→ Assignment
Copy out the full listing that comes next, exactly.
····················
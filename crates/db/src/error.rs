/// Errors returned by the capability store.
///
/// `NotFound` is only produced by permission-agnostic reads. Edit paths
/// (update, delete) report an unknown token and a view-only token alike as
/// [`StoreError::Forbidden`]; both are simply zero matching rows.
#[derive(Debug, thiserror::Error)]
pub enum StoreError {
    #[error("No link found for token {token}")]
    NotFound { token: String },

    #[error("Token does not grant edit permission")]
    Forbidden,

    #[error("Database error: {0}")]
    Database(#[from] sqlx::Error),
}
····················
→ Solution
filename crates/db/src/error.rs
/// Errors returned by the capability store.
///
/// `NotFound` is only produced by permission-agnostic reads. Edit paths
/// (update, delete) report an unknown token and a view-only token alike as
/// [`StoreError::Forbidden`]; both are simply zero matching rows.
#[derive(Debug, thiserror::Error)]
pub enum StoreError {
    #[error("No link found for token {token}")]
    NotFound { token: String },

    #[error("Token does not grant edit permission")]
    Forbidden,

    #[error("Database error: {0}")]
    Database(#[from] sqlx::Error),
}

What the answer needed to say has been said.